Among other descriptive statistics, I want to get some quantiles out of my pandas DataFrame
. I can get the quantiles I want a couple of different ways, but I can't find the right way to do it with aggregate
. I'd like to use aggregate because it'd be tidy and maybe computationally efficient to get all my stats in one go.
rng = np.random.default_rng(seed=18860504)
df = pd.DataFrame({
"dummy": 1,
"bell": rng.normal(loc=0, scale=1, size=100),
"fish": rng.poisson(lam=10, size=100),
"cabin": rng.lognormal(mean=0, sigma=1.0, size=100),
})
quants = [x/5 for x in range(6)]
quantiles = pd.DataFrame({
"quantile" : [f"q{100*q:02n}" for q in quants],
"bell" : df.groupby("dummy")["bell"].quantile(quants),
"fish" : df.groupby("dummy")["fish"].quantile(quants),
})
print(quantiles)
Output:
quantile bell fish
dummy
1 0.0 q000 -2.313461 4.0
0.2 q020 -0.933831 7.0
0.4 q040 -0.246860 9.0
0.6 q060 0.211076 10.0
0.8 q080 0.685958 13.0
1.0 q100 3.017258 20.0
I'd like to get these quantiles using groupby().agg()

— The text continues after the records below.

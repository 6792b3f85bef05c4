//! RGB colors as entered by users: `#RRGGBB`, `#RGB` or a basic color name.

use core::fmt;
use core::str::FromStr;

use crate::WlError;

#[derive(Clone, Copy, PartialEq, Eq, Hash)]
pub struct Rgb {
    pub r: u8,
    pub g: u8,
    pub b: u8,
}

const NAMED: [(&str, Rgb); 16] = [
    ("black", Rgb::new(0, 0, 0)),
    ("white", Rgb::new(255, 255, 255)),
    ("red", Rgb::new(255, 0, 0)),
    ("green", Rgb::new(0, 128, 0)),
    ("blue", Rgb::new(0, 0, 255)),
    ("yellow", Rgb::new(255, 255, 0)),
    ("cyan", Rgb::new(0, 255, 255)),
    ("magenta", Rgb::new(255, 0, 255)),
    ("orange", Rgb::new(255, 165, 0)),
    ("purple", Rgb::new(128, 0, 128)),
    ("brown", Rgb::new(165, 42, 42)),
    ("pink", Rgb::new(255, 192, 203)),
    ("gray", Rgb::new(128, 128, 128)),
    ("grey", Rgb::new(128, 128, 128)),
    ("olive", Rgb::new(128, 128, 0)),
    ("navy", Rgb::new(0, 0, 128)),
];

impl Rgb {
    pub const BLACK: Rgb = Rgb::new(0, 0, 0);
    pub const WHITE: Rgb = Rgb::new(255, 255, 255);
    pub const BLUE: Rgb = Rgb::new(0, 0, 255);

    pub const fn new(r: u8, g: u8, b: u8) -> Self {
        Self { r, g, b }
    }

    /// Lower-case `#rrggbb` form, the canonical on-disk spelling.
    pub fn to_hex(self) -> String {
        format!("#{:02x}{:02x}{:02x}", self.r, self.g, self.b)
    }
}

impl FromStr for Rgb {
    type Err = WlError;

    fn from_str(s: &str) -> Result<Self, Self::Err> {
        let text = s.trim();
        let invalid = || WlError::InvalidColor {
            text: s.to_string(),
        };

        if let Some(hex) = text.strip_prefix('#') {
            if !hex.is_ascii() {
                return Err(invalid());
            }
            return match hex.len() {
                6 => {
                    let channel = |i: usize| u8::from_str_radix(&hex[i..i + 2], 16);
                    match (channel(0), channel(2), channel(4)) {
                        (Ok(r), Ok(g), Ok(b)) => Ok(Rgb::new(r, g, b)),
                        _ => Err(invalid()),
                    }
                }
                3 => {
                    // #abc expands to #aabbcc
                    let channel =
                        |i: usize| u8::from_str_radix(&hex[i..i + 1], 16).map(|v| v * 17);
                    match (channel(0), channel(1), channel(2)) {
                        (Ok(r), Ok(g), Ok(b)) => Ok(Rgb::new(r, g, b)),
                        _ => Err(invalid()),
                    }
                }
                _ => Err(invalid()),
            };
        }

        NAMED
            .iter()
            .find(|(name, _)| name.eq_ignore_ascii_case(text))
            .map(|(_, rgb)| *rgb)
            .ok_or_else(invalid)
    }
}

impl fmt::Debug for Rgb {
    fn fmt(&self, f: &mut fmt::Formatter<'_>) -> fmt::Result {
        write!(f, "Rgb({})", self.to_hex())
    }
}

impl fmt::Display for Rgb {
    fn fmt(&self, f: &mut fmt::Formatter<'_>) -> fmt::Result {
        f.write_str(&self.to_hex())
    }
}

#[cfg(feature = "serde")]
impl serde::Serialize for Rgb {
    fn serialize<S: serde::Serializer>(&self, serializer: S) -> Result<S::Ok, S::Error> {
        serializer.serialize_str(&self.to_hex())
    }
}

#[cfg(feature = "serde")]
impl<'de> serde::Deserialize<'de> for Rgb {
    fn deserialize<D: serde::Deserializer<'de>>(deserializer: D) -> Result<Self, D::Error> {
        let text = String::deserialize(deserializer)?;
        text.parse().map_err(serde::de::Error::custom)
    }
}
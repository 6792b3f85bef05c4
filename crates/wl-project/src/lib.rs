//! wl-project: canonical session configuration format and validation.

pub mod migrate;
pub mod schema;
pub mod validate;

use std::path::Path;

pub use migrate::{LATEST_VERSION, migrate_to_latest};
pub use schema::*;
pub use validate::{ValidationError, validate_config};

pub type ProjectResult<T> = Result<T, ProjectError>;

#[derive(thiserror::Error, Debug)]
pub enum ProjectError {
    #[error("Validation error: {0}")]
    Validation(#[from] ValidationError),

    #[error("Migration error: {what}")]
    Migration { what: String },

    #[error("I/O error: {0}")]
    Io(#[from] std::io::Error),

    #[error("YAML error: {0}")]
    Yaml(#[from] serde_yaml::Error),

    #[error("JSON error: {0}")]
    Json(#[from] serde_json::Error),
}

/// On-disk encoding, picked from the file extension.
#[derive(Debug, Clone, Copy, PartialEq, Eq)]
pub enum ConfigFormat {
    Yaml,
    Json,
}

impl ConfigFormat {
    /// `.json` is JSON; everything else is YAML.
    pub fn from_path(path: &Path) -> Self {
        match path.extension() {
            Some(ext) if ext.eq_ignore_ascii_case("json") => ConfigFormat::Json,
            _ => ConfigFormat::Yaml,
        }
    }
}

pub fn parse_yaml(content: &str) -> ProjectResult<SessionConfig> {
    let config: SessionConfig = serde_yaml::from_str(content)?;
    finish_load(config)
}

pub fn parse_json(content: &str) -> ProjectResult<SessionConfig> {
    let config: SessionConfig = serde_json::from_str(content)?;
    finish_load(config)
}

fn finish_load(config: SessionConfig) -> ProjectResult<SessionConfig> {
    let config = migrate_to_latest(config)?;
    validate_config(&config)?;
    Ok(config)
}

pub fn load_yaml(path: &Path) -> ProjectResult<SessionConfig> {
    let content = std::fs::read_to_string(path)?;
    parse_yaml(&content)
}

pub fn save_yaml(path: &Path, config: &SessionConfig) -> ProjectResult<()> {
    validate_config(config)?;
    let content = serde_yaml::to_string(config)?;
    std::fs::write(path, content)?;
    Ok(())
}

pub fn load_json(path: &Path) -> ProjectResult<SessionConfig> {
    let content = std::fs::read_to_string(path)?;
    parse_json(&content)
}

pub fn save_json(path: &Path, config: &SessionConfig) -> ProjectResult<()> {
    validate_config(config)?;
    let content = serde_json::to_string_pretty(config)?;
    std::fs::write(path, content)?;
    Ok(())
}

pub fn load(path: &Path) -> ProjectResult<SessionConfig> {
    match ConfigFormat::from_path(path) {
        ConfigFormat::Yaml => load_yaml(path),
        ConfigFormat::Json => load_json(path),
    }
}

pub fn save(path: &Path, config: &SessionConfig) -> ProjectResult<()> {
    match ConfigFormat::from_path(path) {
        ConfigFormat::Yaml => save_yaml(path, config),
        ConfigFormat::Json => save_json(path, config),
    }
}
//! Immutable, depth-indexed well records.

use std::path::{Path, PathBuf};

use thiserror::Error;

#[derive(Error, Debug, Clone, PartialEq)]
pub enum RecordError {
    #[error("curve {name} has {len} samples but depth has {depth_len}")]
    LengthMismatch {
        name: String,
        len: usize,
        depth_len: usize,
    },

    #[error("curve {name} appears more than once")]
    DuplicateCurve { name: String },
}

/// Header metadata kept alongside the samples.
#[derive(Debug, Clone, PartialEq, Default)]
pub struct WellHeader {
    pub well: Option<String>,
    pub uwi: Option<String>,
    pub field: Option<String>,
    pub company: Option<String>,
    pub null_value: Option<f64>,
    pub depth_unit: Option<String>,
    pub las_version: String,
}

#[derive(Debug, Clone, PartialEq, Default)]
pub struct CurveInfo {
    pub name: String,
    pub unit: String,
    pub description: String,
}

#[derive(Debug, Clone, PartialEq)]
pub struct Curve {
    pub info: CurveInfo,
    pub values: Vec<f64>,
}

impl Curve {
    pub fn name(&self) -> &str {
        &self.info.name
    }
}

/// One loaded well. Every curve has exactly one sample per depth step.
#[derive(Debug, Clone, PartialEq)]
pub struct WellRecord {
    name: String,
    depth: Vec<f64>,
    curves: Vec<Curve>,
    source_path: PathBuf,
    header: WellHeader,
    dropped_rows: usize,
}

impl WellRecord {
    pub fn new(
        name: impl Into<String>,
        depth: Vec<f64>,
        curves: Vec<Curve>,
        source_path: impl Into<PathBuf>,
    ) -> Result<Self, RecordError> {
        for (i, curve) in curves.iter().enumerate() {
            if curve.values.len() != depth.len() {
                return Err(RecordError::LengthMismatch {
                    name: curve.info.name.clone(),
                    len: curve.values.len(),
                    depth_len: depth.len(),
                });
            }
            if curves[..i].iter().any(|c| c.info.name == curve.info.name) {
                return Err(RecordError::DuplicateCurve {
                    name: curve.info.name.clone(),
                });
            }
        }

        Ok(Self {
            name: name.into(),
            depth,
            curves,
            source_path: source_path.into(),
            header: WellHeader::default(),
            dropped_rows: 0,
        })
    }

    pub fn with_header(mut self, header: WellHeader) -> Self {
        self.header = header;
        self
    }

    pub fn with_dropped_rows(mut self, dropped_rows: usize) -> Self {
        self.dropped_rows = dropped_rows;
        self
    }

    pub fn name(&self) -> &str {
        &self.name
    }

    pub fn depth(&self) -> &[f64] {
        &self.depth
    }

    pub fn len(&self) -> usize {
        self.depth.len()
    }

    pub fn is_empty(&self) -> bool {
        self.depth.is_empty()
    }

    pub fn curves(&self) -> &[Curve] {
        &self.curves
    }

    /// Curve names in file column order (depth excluded).
    pub fn curve_names(&self) -> impl Iterator<Item = &str> {
        self.curves.iter().map(Curve::name)
    }

    pub fn curve(&self, name: &str) -> Option<&[f64]> {
        self.curves
            .iter()
            .find(|c| c.info.name == name)
            .map(|c| c.values.as_slice())
    }

    pub fn curve_info(&self, name: &str) -> Option<&CurveInfo> {
        self.curves
            .iter()
            .find(|c| c.info.name == name)
            .map(|c| &c.info)
    }

    pub fn has_curve(&self, name: &str) -> bool {
        self.curve(name).is_some()
    }

    pub fn source_path(&self) -> &Path {
        &self.source_path
    }

    pub fn header(&self) -> &WellHeader {
        &self.header
    }

    /// Rows removed by the loader's missing-value policy.
    pub fn dropped_rows(&self) -> usize {
        self.dropped_rows
    }

    /// Shallowest and deepest finite depth.
    pub fn depth_range(&self) -> Option<(f64, f64)> {
        wl_core::finite_extent(self.depth.iter().copied())
    }
}
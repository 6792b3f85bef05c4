//! Curve and track display settings.

use wl_core::{AxisScale, LineStyle, Rgb, TrackId, parse_axis_bound};

use crate::edit::AxisBound;

pub const MIN_CURVE_WIDTH: u8 = 1;
pub const MAX_CURVE_WIDTH: u8 = 10;

/// How one curve is drawn inside its track.
#[derive(Debug, Clone, PartialEq)]
pub struct CurveSpec {
    /// `None` is an empty slot waiting for the user to pick a curve.
    pub curve_name: Option<String>,
    pub color: Rgb,
    width: u8,
    pub line_style: LineStyle,
    /// The primary curve labels the bottom x axis of its track.
    pub is_primary: bool,
}

impl CurveSpec {
    /// Empty slot. Primary slots start blue, secondary ones black.
    pub fn unassigned(is_primary: bool) -> Self {
        Self {
            curve_name: None,
            color: if is_primary { Rgb::BLUE } else { Rgb::BLACK },
            width: MIN_CURVE_WIDTH,
            line_style: LineStyle::Solid,
            is_primary,
        }
    }

    pub fn named(curve_name: impl Into<String>, is_primary: bool) -> Self {
        Self {
            curve_name: Some(curve_name.into()),
            ..Self::unassigned(is_primary)
        }
    }

    pub fn with_color(mut self, color: Rgb) -> Self {
        self.color = color;
        self
    }

    pub fn with_width(mut self, width: u8) -> Self {
        self.set_width(width);
        self
    }

    pub fn with_style(mut self, line_style: LineStyle) -> Self {
        self.line_style = line_style;
        self
    }

    pub fn width(&self) -> u8 {
        self.width
    }

    /// Set the line width, clamped to 1..=10.
    pub fn set_width(&mut self, width: u8) {
        self.width = width.clamp(MIN_CURVE_WIDTH, MAX_CURVE_WIDTH);
    }

    pub fn assigned_name(&self) -> Option<&str> {
        self.curve_name.as_deref()
    }
}

/// One depth track: a column of overlaid curves sharing the depth axis.
#[derive(Debug, Clone, PartialEq)]
pub struct TrackSpec {
    id: TrackId,
    index: usize,
    pub curves: Vec<CurveSpec>,
    pub grid: bool,
    pub flip_x: bool,
    pub flip_y: bool,
    pub x_min: Option<f64>,
    pub x_max: Option<f64>,
    pub y_min: Option<f64>,
    pub y_max: Option<f64>,
    pub scale: AxisScale,
    pub background_color: Rgb,
}

impl TrackSpec {
    pub(crate) fn new(id: TrackId, index: usize) -> Self {
        Self {
            id,
            index,
            curves: vec![CurveSpec::unassigned(true)],
            grid: false,
            flip_x: false,
            flip_y: false,
            x_min: None,
            x_max: None,
            y_min: None,
            y_max: None,
            scale: AxisScale::Linear,
            background_color: Rgb::WHITE,
        }
    }

    pub fn id(&self) -> TrackId {
        self.id
    }

    /// 1-based display position.
    pub fn index(&self) -> usize {
        self.index
    }

    pub(crate) fn set_index(&mut self, index: usize) {
        self.index = index;
    }

    /// Display label, e.g. `Track 2`.
    pub fn label(&self) -> String {
        format!("Track {}", self.index)
    }

    pub fn bound(&self, bound: AxisBound) -> Option<f64> {
        match bound {
            AxisBound::XMin => self.x_min,
            AxisBound::XMax => self.x_max,
            AxisBound::YMin => self.y_min,
            AxisBound::YMax => self.y_max,
        }
    }

    pub fn set_bound(&mut self, bound: AxisBound, value: Option<f64>) {
        let value = value.filter(|v| v.is_finite());
        match bound {
            AxisBound::XMin => self.x_min = value,
            AxisBound::XMax => self.x_max = value,
            AxisBound::YMin => self.y_min = value,
            AxisBound::YMax => self.y_max = value,
        }
    }

    /// Set a bound from user text; text that does not parse clears the bound.
    pub fn set_bound_text(&mut self, bound: AxisBound, text: &str) {
        self.set_bound(bound, parse_axis_bound(text));
    }

    /// Names of the assigned curves, in slot order.
    pub fn curve_names(&self) -> impl Iterator<Item = &str> {
        self.curves.iter().filter_map(CurveSpec::assigned_name)
    }

    pub fn primary_slot(&self) -> Option<usize> {
        self.curves.iter().position(|c| c.is_primary)
    }

    /// Make `slot` the only primary curve.
    pub(crate) fn mark_primary(&mut self, slot: usize) {
        for (i, curve) in self.curves.iter_mut().enumerate() {
            curve.is_primary = i == slot;
        }
    }
}
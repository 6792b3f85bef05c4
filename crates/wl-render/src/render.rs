//! Figure construction.

use tracing::debug;
use wl_core::AxisScale;
use wl_tracks::{CurveSpec, TrackSpec};
use wl_wells::WellRecord;

use crate::axis::{drawable, x_axis, y_axis};
use crate::figure::{
    AxisLabel, DEPTH_LABEL, Figure, NO_CURVES, NO_TRACKS, Panel, PlotLine, PlotPanel,
};

/// One figure per well, in the order given.
pub fn render(wells: &[&WellRecord], tracks: &[TrackSpec]) -> Vec<Figure> {
    wells.iter().map(|well| render_well(well, tracks)).collect()
}

pub fn render_well(well: &WellRecord, tracks: &[TrackSpec]) -> Figure {
    let panels = if tracks.is_empty() {
        vec![Panel::Placeholder {
            track_index: None,
            message: NO_TRACKS.to_string(),
        }]
    } else {
        tracks
            .iter()
            .enumerate()
            .map(|(i, track)| render_track(well, track, i == 0))
            .collect()
    };

    Figure {
        well_name: well.name().to_string(),
        title: format!("Well: {}", well.name()),
        panels,
    }
}

fn render_track(well: &WellRecord, track: &TrackSpec, first: bool) -> Panel {
    if track.curves.is_empty() {
        return Panel::Placeholder {
            track_index: Some(track.index()),
            message: NO_CURVES.to_string(),
        };
    }

    let depth = well.depth();
    let mut plotted: Vec<(&CurveSpec, &[f64])> = Vec::new();
    for spec in &track.curves {
        let Some(name) = spec.assigned_name() else {
            continue;
        };
        match well.curve(name) {
            Some(values) => plotted.push((spec, values)),
            None => debug!(
                well = well.name(),
                curve = name,
                track = track.index(),
                "curve not in well; skipped"
            ),
        }
    }

    let lines: Vec<PlotLine> = plotted
        .iter()
        .map(|(spec, values)| plot_line(spec, values, depth, track.scale))
        .collect();

    let x = x_axis(
        plotted.iter().flat_map(|(_, values)| values.iter().copied()),
        track.scale,
        track.x_min,
        track.x_max,
        track.flip_x,
    );
    let y = y_axis(depth, track.y_min, track.y_max, track.flip_y);

    // bottom axis belongs to the primary curve, or the first plotted one if
    // the primary slot is empty or missing from this well
    let bottom = plotted
        .iter()
        .position(|(spec, _)| spec.is_primary)
        .or((!plotted.is_empty()).then_some(0));
    let top = bottom.and_then(|b| (0..plotted.len()).find(|&i| i != b));
    let label = |i: usize| AxisLabel {
        text: lines[i].curve_name.clone(),
        color: lines[i].color,
    };

    Panel::Plot(PlotPanel {
        track_index: track.index(),
        x,
        y,
        grid: track.grid,
        background: track.background_color,
        y_label: first.then(|| DEPTH_LABEL.to_string()),
        bottom_label: bottom.map(label),
        top_label: top.map(label),
        legend: lines.iter().map(|l| l.curve_name.clone()).collect(),
        lines,
    })
}

fn plot_line(spec: &CurveSpec, values: &[f64], depth: &[f64], scale: AxisScale) -> PlotLine {
    let mut segments = Vec::new();
    let mut run: Vec<[f64; 2]> = Vec::new();
    for (&v, &d) in values.iter().zip(depth) {
        if drawable(v, scale) && d.is_finite() {
            run.push([v, d]);
        } else if !run.is_empty() {
            segments.push(std::mem::take(&mut run));
        }
    }
    if !run.is_empty() {
        segments.push(run);
    }

    PlotLine {
        curve_name: spec.assigned_name().unwrap_or_default().to_string(),
        segments,
        color: spec.color,
        width: spec.width(),
        style: spec.line_style,
    }
}
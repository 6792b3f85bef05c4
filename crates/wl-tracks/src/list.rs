//! Ordered track collection.

use tracing::debug;
use wl_core::{IdAllocator, TrackId};

use crate::edit::TrackEdit;
use crate::error::{TrackError, TrackResult};
use crate::spec::{CurveSpec, TrackSpec};

/// Tracks in display order. Indices are always `1..=len`.
#[derive(Debug, Default, Clone)]
pub struct TrackList {
    tracks: Vec<TrackSpec>,
    ids: IdAllocator,
}

impl TrackList {
    pub fn new() -> Self {
        Self::default()
    }

    pub fn len(&self) -> usize {
        self.tracks.len()
    }

    pub fn is_empty(&self) -> bool {
        self.tracks.is_empty()
    }

    pub fn iter(&self) -> impl Iterator<Item = &TrackSpec> {
        self.tracks.iter()
    }

    pub fn as_slice(&self) -> &[TrackSpec] {
        &self.tracks
    }

    pub fn ids(&self) -> Vec<TrackId> {
        self.tracks.iter().map(TrackSpec::id).collect()
    }

    pub fn get(&self, id: TrackId) -> TrackResult<&TrackSpec> {
        self.tracks
            .iter()
            .find(|t| t.id() == id)
            .ok_or(TrackError::UnknownTrack(id))
    }

    pub fn get_mut(&mut self, id: TrackId) -> TrackResult<&mut TrackSpec> {
        self.tracks
            .iter_mut()
            .find(|t| t.id() == id)
            .ok_or(TrackError::UnknownTrack(id))
    }

    /// Track at a 1-based display index.
    pub fn at_index(&self, index: usize) -> TrackResult<&TrackSpec> {
        index
            .checked_sub(1)
            .and_then(|i| self.tracks.get(i))
            .ok_or(TrackError::NoTrackAtIndex(index))
    }

    /// Append a track with index `len + 1` and one empty primary curve slot.
    pub fn add_track(&mut self) -> TrackResult<&mut TrackSpec> {
        let id = self.ids.allocate().ok_or(TrackError::IdsExhausted)?;
        let index = self.tracks.len() + 1;
        self.tracks.push(TrackSpec::new(id, index));
        debug!(track = %id, index, "added track");
        let last = self.tracks.len() - 1;
        Ok(&mut self.tracks[last])
    }

    /// Remove a track; every later track moves up one display index.
    pub fn remove_track(&mut self, id: TrackId) -> TrackResult<TrackSpec> {
        let pos = self
            .tracks
            .iter()
            .position(|t| t.id() == id)
            .ok_or(TrackError::UnknownTrack(id))?;
        let removed = self.tracks.remove(pos);
        self.renumber();
        debug!(track = %id, index = removed.index(), "removed track");
        Ok(removed)
    }

    /// Remove by 1-based display index.
    pub fn remove_track_at(&mut self, index: usize) -> TrackResult<TrackSpec> {
        let id = self.at_index(index)?.id();
        self.remove_track(id)
    }

    pub fn clear(&mut self) {
        self.tracks.clear();
    }

    /// Append a curve slot. The first slot of an empty track becomes primary.
    /// The name is trimmed but not checked against any loaded well.
    pub fn add_curve(&mut self, id: TrackId, curve_name: Option<String>) -> TrackResult<usize> {
        let track = self.get_mut(id)?;
        let is_primary = track.curves.is_empty();
        let spec = match clean_name(curve_name) {
            Some(name) => CurveSpec::named(name, is_primary),
            None => CurveSpec::unassigned(is_primary),
        };
        track.curves.push(spec);
        Ok(track.curves.len() - 1)
    }

    /// Remove a curve slot. If it was primary, the first remaining slot takes over.
    pub fn remove_curve(&mut self, id: TrackId, slot: usize) -> TrackResult<CurveSpec> {
        let track = self.get_mut(id)?;
        check_slot(track, slot)?;
        let removed = track.curves.remove(slot);
        if removed.is_primary && !track.curves.is_empty() {
            track.mark_primary(0);
        }
        Ok(removed)
    }

    pub fn curve_mut(&mut self, id: TrackId, slot: usize) -> TrackResult<&mut CurveSpec> {
        let track = self.get_mut(id)?;
        check_slot(track, slot)?;
        Ok(&mut track.curves[slot])
    }

    /// Apply one edit and return the id of the track it touched.
    pub fn apply(&mut self, edit: TrackEdit) -> TrackResult<TrackId> {
        match edit {
            TrackEdit::AddTrack => Ok(self.add_track()?.id()),
            TrackEdit::RemoveTrack(id) => self.remove_track(id).map(|t| t.id()),
            TrackEdit::AddCurve { track, curve_name } => {
                self.add_curve(track, curve_name)?;
                Ok(track)
            }
            TrackEdit::RemoveCurve { track, slot } => {
                self.remove_curve(track, slot)?;
                Ok(track)
            }
            TrackEdit::AssignCurve {
                track,
                slot,
                curve_name,
            } => {
                self.curve_mut(track, slot)?.curve_name = clean_name(curve_name);
                Ok(track)
            }
            TrackEdit::SetPrimary { track, slot } => {
                let t = self.get_mut(track)?;
                check_slot(t, slot)?;
                t.mark_primary(slot);
                Ok(track)
            }
            TrackEdit::SetCurveColor { track, slot, color } => {
                self.curve_mut(track, slot)?.color = color;
                Ok(track)
            }
            TrackEdit::SetCurveWidth { track, slot, width } => {
                self.curve_mut(track, slot)?.set_width(width);
                Ok(track)
            }
            TrackEdit::SetCurveStyle { track, slot, style } => {
                self.curve_mut(track, slot)?.line_style = style;
                Ok(track)
            }
            TrackEdit::SetGrid { track, on } => {
                self.get_mut(track)?.grid = on;
                Ok(track)
            }
            TrackEdit::SetFlipX { track, on } => {
                self.get_mut(track)?.flip_x = on;
                Ok(track)
            }
            TrackEdit::SetFlipY { track, on } => {
                self.get_mut(track)?.flip_y = on;
                Ok(track)
            }
            TrackEdit::SetScale { track, scale } => {
                self.get_mut(track)?.scale = scale;
                Ok(track)
            }
            TrackEdit::SetBackground { track, color } => {
                self.get_mut(track)?.background_color = color;
                Ok(track)
            }
            TrackEdit::SetBoundText { track, bound, text } => {
                self.get_mut(track)?.set_bound_text(bound, &text);
                Ok(track)
            }
        }
    }

    fn renumber(&mut self) {
        for (i, track) in self.tracks.iter_mut().enumerate() {
            track.set_index(i + 1);
        }
    }
}

/// Trim a picked curve name; a blank name leaves the slot unassigned.
fn clean_name(name: Option<String>) -> Option<String> {
    name.map(|n| n.trim().to_string()).filter(|n| !n.is_empty())
}

fn check_slot(track: &TrackSpec, slot: usize) -> TrackResult<()> {
    if slot < track.curves.len() {
        Ok(())
    } else {
        Err(TrackError::CurveSlotOob {
            track: track.id(),
            slot,
            len: track.curves.len(),
        })
    }
}
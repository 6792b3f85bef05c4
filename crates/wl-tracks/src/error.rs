//! Track model error types.

use wl_core::TrackId;

pub type TrackResult<T> = Result<T, TrackError>;

#[derive(thiserror::Error, Debug, Clone, PartialEq, Eq)]
pub enum TrackError {
    #[error("Unknown track: {0}")]
    UnknownTrack(TrackId),

    #[error("Track {track} has no curve slot {slot} (it has {len})")]
    CurveSlotOob {
        track: TrackId,
        slot: usize,
        len: usize,
    },

    #[error("No track at display index {0}")]
    NoTrackAtIndex(usize),

    #[error("Track id space exhausted")]
    IdsExhausted,
}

, ideally with programmatically named columns like "bell_q90". Here's an example of the aggregate
syntax that feels natural to me:
df.groupby("dummy").agg(
bell_med=("bell", "median"),
bell_mean=("bell", "mean"),
fish_med=("fish", "median"),
fish_mean=("fish", "mean"),
# fish_q10=("fish", "quantile(0.1)"), # nothing like it
# fish_q10=("fish", "quantile", 0.1), # nothing like it
# fish_q10=("fish", "quantile", kwargs({"q":0.1}), # nothing like it
)
I can imagine generating the columns by iterating over quants
and a list of named columns, using Series.agg
and than stitching them together, but this seems like a hack. (For example, it would require me to do my "normal" aggregation first and then add quantiles on afterwards.)
my_aggs = dict()
for q in quants:
for col in ["bell", "fish"]:
my_aggs[f"{col}_q{100*q:03n}"] = df.groupby("dummy")[col].quantile(q)
print(pd.DataFrame(my_aggs)) # numbers equivalent to those above
Is there a better way?
You could use a function factory to simplify the syntax:
def quantile(q=0.5, **kwargs):
def f(series):
return series.quantile(q, **kwargs)
return f
df.groupby('dummy').agg(
bell_med=('bell', 'median'),
bell_mean=('bell', 'mean'),
fish_med=('fish', 'median'),
fish_mean=('fish', 'mean'),
bell_q10=('bell', quantile(0.1)),
fish_q10=('fish', quantile(0.1)),
)
If you have many combinations, you could also combine this with a dictionary comprehension and parameter expansion:
df.groupby('dummy').agg(**{'bell_med': ('bell', 'median'),
'bell_mean': ('bell', 'mean'),
'fish_med': ('fish', 'median'),
'fish_mean': ('fish', 'mean'),
},
**{f'{c}_q{100*q:02n}': (c, quantile(q))
for q in [0.1] # add more if needed
for c in ['bell', 'fish']
}
)
Output:
bell_med bell_mean fish_med fish_mean bell_q10 fish_q10
dummy
1 -0.063454 -0.058557 10.0 9.92 -1.553682 6.0